O Museu Municipal de Faro inaugurou no passado dia 1 deste mês uma exposição sobre a obra do principal e mais famoso escultor e entalhador barroco algarvio: Manuel Martins.

Na cerimónia da inauguração, o diretor do museu destacou o artista – que viveu entre 1667 e 1742 e tinha oficina na antiga rua dos Capuchos (atual rua Serpa Pinto), uma das mais concorridas da época na região – como “sinónimo do barroco e de um Algarve que acompanhava as tendências artísticas do resto de país”, “alguém que dominava a arte como poucos”.

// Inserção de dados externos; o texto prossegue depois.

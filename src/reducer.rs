//! Todo Reducer
//!
//! Pure state transitions for the item list. Every action maps the current
//! list to a new one; the input is never mutated.

use serde::{Deserialize, Serialize};

use crate::models::{duplicate_id, next_id, Item, ItemId};

/// A request to transform the item list.
///
/// Serialized as `{"type": ..., "payload": ...}`; unknown types decode to
/// [`Action::Unknown`].
#[derive(Debug, Clone, PartialEq, Serialize, Deserialize)]
#[serde(tag = "type", content = "payload", rename_all = "camelCase")]
pub enum Action {
    /// Append a blank item
    Add,
    /// Remove the item with this id
    Delete(ItemId),
    /// Flip the completed flag of the item with this id
    Completed(ItemId),
    /// Replace the text of an item
    UpdateText { id: ItemId, value: String },
    /// Replace the whole list
    Reset(Option<Vec<Item>>),
    #[serde(other)]
    Unknown,
}

/// Apply `action` to `state`, returning the next list.
///
/// `now_ms` is only consulted by [`Action::Add`] to pick the new id.
pub fn apply(state: &[Item], action: Action, now_ms: u64) -> Vec<Item> {
    match action {
        Action::Add => {
            let mut next = state.to_vec();
            match next_id(state, now_ms) {
                Some(id) => next.push(Item::new(id)),
                None => log::warn!("add ignored: item ids exhausted"),
            }
            next
        }
        Action::Delete(id) => state.iter().filter(|item| item.id != id).cloned().collect(),
        Action::Completed(id) => map_item(state, id, |item| item.completed = !item.completed),
        Action::UpdateText { id, value } => map_item(state, id, |item| item.text = value.clone()),
        Action::Reset(Some(items)) => match duplicate_id(&items) {
            Some(dup) => {
                log::warn!("reset rejected: duplicate item id {}", dup);
                state.to_vec()
            }
            None => items,
        },
        Action::Reset(None) => state.to_vec(),
        Action::Unknown => state.to_vec(),
    }
}

fn map_item(state: &[Item], id: ItemId, f: impl Fn(&mut Item)) -> Vec<Item> {
    state
        .iter()
        .map(|item| {
            let mut item = item.clone();
            if item.id == id {
                f(&mut item);
            }
            item
        })
        .collect()
}

#[cfg(test)]
mod tests {
    use super::*;
    use proptest::prelude::*;

    fn item(id: ItemId, text: &str, completed: bool) -> Item {
        Item { id, text: text.to_string(), completed }
    }

    fn sample() -> Vec<Item> {
        vec![item(1, "bread", false), item(2, "eggs", true), item(3, "", false)]
    }

    #[test]
    fn test_add_appends_blank_item() {
        let state = sample();
        let next = apply(&state, Action::Add, 1000);
        assert_eq!(next.len(), 4);
        assert_eq!(&next[..3], &state[..]);
        assert_eq!(next[3], Item::new(1000));
    }

    #[test]
    fn test_add_after_max_id_is_noop() {
        let stored: Vec<Item> = serde_json::from_str(r#"[{"id":0},{"id":18446744073709551615}]"#).unwrap();
        let next = apply(&stored, Action::Add, 1_700_000_000_000);
        assert_eq!(next, stored);
    }

    #[test]
    fn test_delete_missing_id_is_noop() {
        let state = sample();
        assert_eq!(apply(&state, Action::Delete(99), 0), state);
    }

    #[test]
    fn test_completed_toggles_only_target() {
        let next = apply(&sample(), Action::Completed(2), 0);
        assert_eq!(next, vec![item(1, "bread", false), item(2, "eggs", false), item(3, "", false)]);
    }

    #[test]
    fn test_update_text_missing_id_is_noop() {
        let state = sample();
        let next = apply(&state, Action::UpdateText { id: 42, value: "x".into() }, 0);
        assert_eq!(next, state);
    }

    #[test]
    fn test_reset_replaces_state() {
        let replacement = vec![item(7, "new", true)];
        let next = apply(&sample(), Action::Reset(Some(replacement.clone())), 0);
        assert_eq!(next, replacement);
    }

    #[test]
    fn test_reset_none_keeps_state() {
        let state = sample();
        assert_eq!(apply(&state, Action::Reset(None), 0), state);
    }

    #[test]
    fn test_reset_with_duplicate_ids_rejected() {
        let state = sample();
        let bad = vec![item(5, "a", false), item(5, "b", false)];
        assert_eq!(apply(&state, Action::Reset(Some(bad)), 0), state);
    }

    #[test]
    fn test_unknown_action_is_noop() {
        let state = sample();
        assert_eq!(apply(&state, Action::Unknown, 0), state);
    }

    #[test]
    fn test_milk_scenario() {
        let t = 1_700_000_000_000;
        let state = apply(&[], Action::Add, t);
        assert_eq!(state, vec![Item::new(t)]);

        let state = apply(&state, Action::UpdateText { id: t, value: "milk".into() }, t + 1);
        assert_eq!(state[0].text, "milk");

        let state = apply(&state, Action::Completed(t), t + 2);
        assert!(state[0].completed);

        let state = apply(&state, Action::Delete(t), t + 3);
        assert!(state.is_empty());
    }

    #[test]
    fn test_action_wire_format() {
        let parse = |s: &str| serde_json::from_str::<Action>(s).unwrap();

        assert_eq!(parse(r#"{"type":"add"}"#), Action::Add);
        assert_eq!(parse(r#"{"type":"delete","payload":5}"#), Action::Delete(5));
        assert_eq!(parse(r#"{"type":"completed","payload":5}"#), Action::Completed(5));
        assert_eq!(
            parse(r#"{"type":"updateText","payload":{"id":5,"value":"tea"}}"#),
            Action::UpdateText { id: 5, value: "tea".into() }
        );
        assert_eq!(parse(r#"{"type":"reset","payload":null}"#), Action::Reset(None));
        assert_eq!(parse(r#"{"type":"archive"}"#), Action::Unknown);
    }

    fn arb_items() -> impl Strategy<Value = Vec<Item>> {
        prop::collection::btree_map(any::<u32>(), (".{0,8}", any::<bool>()), 0..8).prop_map(|m| {
            m.into_iter()
                .map(|(id, (text, completed))| Item { id: id as ItemId, text, completed })
                .collect()
        })
    }

    proptest! {
        #[test]
        fn prop_adds_grow_list_with_unique_ids(
            state in arb_items(),
            clocks in prop::collection::vec(0u64..10_000, 1..20),
        ) {
            let mut current = state.clone();
            for (i, now) in clocks.iter().enumerate() {
                current = apply(&current, Action::Add, *now);
                prop_assert_eq!(current.len(), state.len() + i + 1);
            }
            prop_assert_eq!(duplicate_id(&current), None);
        }

        #[test]
        fn prop_delete_added_item_restores_others(state in arb_items(), now in any::<u32>()) {
            let added = apply(&state, Action::Add, now as u64);
            let id = added.last().unwrap().id;
            let removed = apply(&added, Action::Delete(id), 0);
            prop_assert_eq!(removed, state);
        }

        #[test]
        fn prop_completed_is_involution(state in arb_items(), pick in any::<prop::sample::Index>()) {
            prop_assume!(!state.is_empty());
            let id = state[pick.index(state.len())].id;
            let twice = apply(&apply(&state, Action::Completed(id), 0), Action::Completed(id), 0);
            prop_assert_eq!(twice, state);
        }

        #[test]
        fn prop_last_text_update_wins(
            state in arb_items(),
            pick in any::<prop::sample::Index>(),
            v in ".{0,12}",
            v2 in ".{0,12}",
        ) {
            prop_assume!(!state.is_empty());
            let id = state[pick.index(state.len())].id;
            let once = apply(&state, Action::UpdateText { id, value: v }, 0);
            let twice = apply(&once, Action::UpdateText { id, value: v2.clone() }, 0);
            let target = twice.iter().find(|item| item.id == id).unwrap();
            prop_assert_eq!(&target.text, &v2);
        }
    }
}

Marco Lopes explicou que a mostra, comissariada pelo historiador Francisco Lameira – que levou dois anos a ser preparada e que ficará patente no museu municipal até 18 de outubro deste ano – não é só sobre Manuel Martins. “É sobre a sua época, a sua clientela, os valores morais e artísticos”, elucidou, acrescentando que a mesma alude à “versatilidade de Manuel Martins visto como riscador, entalhador e imaginário, artista de grande sensibilidade e talento e atento ao que se fazia”.

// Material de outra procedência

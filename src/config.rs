//! Application Configuration

use log::LevelFilter;

/// Settings fixed at bootstrap
#[derive(Debug, Clone, PartialEq)]
pub struct AppConfig {
    /// localStorage key holding the serialized item list
    pub storage_key: String,
    /// Maximum level forwarded to the browser console
    pub log_level: LevelFilter,
}

impl Default for AppConfig {
    fn default() -> Self {
        Self {
            storage_key: "data".to_string(),
            log_level: if cfg!(debug_assertions) {
                LevelFilter::Debug
            } else {
                LevelFilter::Info
            },
        }
    }
}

“Por isso, se a exposição é uma síntese da obra e da vida de Manuel Martins, também é uma sugestão de roteiro cultural e turístico da retabulística e da imaginária barroca farense, que pode e deve ser fortalecido na sua divulgação e que pode deve ser potencializado na sua dinamização”, sustentou, explicando que a exposição é constituída por temas que têm o escultor como “protagonista” e “elo de ligação”.

Dois deles são as procissões, como “património imaterial importante na cidade”, e os Cristos Mortos, cujos quase 40 exemplares existentes no Algarve têm vindo a ser alvo de um estudo radiológico. Um deles, pertencente à igreja matriz de Santa Bárbara de Nexe, é na exposição o representante do grupo. Alvo de uma criativa solução para a exibição, a imagem encontra-se suspensa por cima de um espelho que permite ao visitante observá-la a toda a volta, enquadrada por uma envolvente, pedida pelo comissário da exposição, que ajuda a despertar os sentidos.

Para além da projeção de fotografias de arquivo da procissão do Enterro do Senhor em Faro, popularmente evocada como procissão do Senhor Morto, cedidas pelo Folha do Domingo, o perfume do rosmaninho espalhado no espaço destacado e o inconfundível som das composições de Carlos Seixas, «transportam» o visitante para Sexta-feira Santa.

“É uma exposição total, tal como total era a arte barroca”, referiu Marco Lopes, justificando que a mostra envolve “investigação, restauro, divulgação e educação”. “Um exemplo de serviço público a pensar na comunidade e naqueles que nos visitam”, completou, adiantando que da iniciativa resultará um catálogo “a lançar futuramente”.

O diretor do museu municipal destacou ainda o trabalho da equipa de restauradores daquela entidade que disse constituírem “uma espécie de oficina de entalhadores”. “Há imagens que chegaram com icterícia e sairão daqui tratadas”, metaforizou.

Marco Lopes concluiu que a mostra – constituída sobretudo por imaginária e por impressões de grande formato de alguns dos principais retábulos do entalhador – é sustentada pela investigação de mais de 30 anos do seu comissário. “Se a exposição é sobre Manuel Martins, não é menos verdade que não seja de Francisco Lameira”, enfatizou, lembrando que o historiador é “uma referência para todos”, “um orgulho para a cidade e para a região”.

Na sua detalhada exposição sobre a obra de Manuel Martins, Lameira considerou que a “fama” do escultor se deveu a ter sido “intérprete” das diretrizes artísticas que vinham de Lisboa. “O Manuel Martins executava, e mais do que executar, planeava. E nalguns casos, em algumas das suas obras, consegue meter parte da sua identidade que não corresponde à identidade algarvia”, afirmou o historiador sobre o entalhador que gostava de provocar “dinamização arquitetónica” nos seus retábulos com recurso a elementos com diferentes secções e de fazer com que o retábulo pareça ainda mais cenográfico do que realmente é.

Francisco Lameira identificou duas fases distintas nos trabalhos do artista, que disse ter sido o introdutor da segunda na região algarvia, e considerou o retábulo-relicário da capela do Santo Lenho na Sé de Faro, mandado executar por D. António Pereira da Silva, como “uma das melhores obras dos retábulos desta época, não só no Algarve, não só em Portugal, mas no mundo português”.

A exposição – cuja inauguração contou ainda com a atuação do grupo de flautas de bisel F3 que interpretou temas de música barroca – conta também com empréstimos e colaboração, para além da já referida paróquia de Santa Bárbara de Nexe, do Cabido da Sé de Faro, da Ordem Franciscana Secular de São Francisco de Faro, da Ordem Terceira de Nossa Senhora do Monte do Carmo de Faro, da paróquia da Sé de Faro, da paróquia de São Pedro de Faro, da igreja do Pé da Cruz, da ermida de Santo António do Alto e da Biblioteca Municipal de Faro.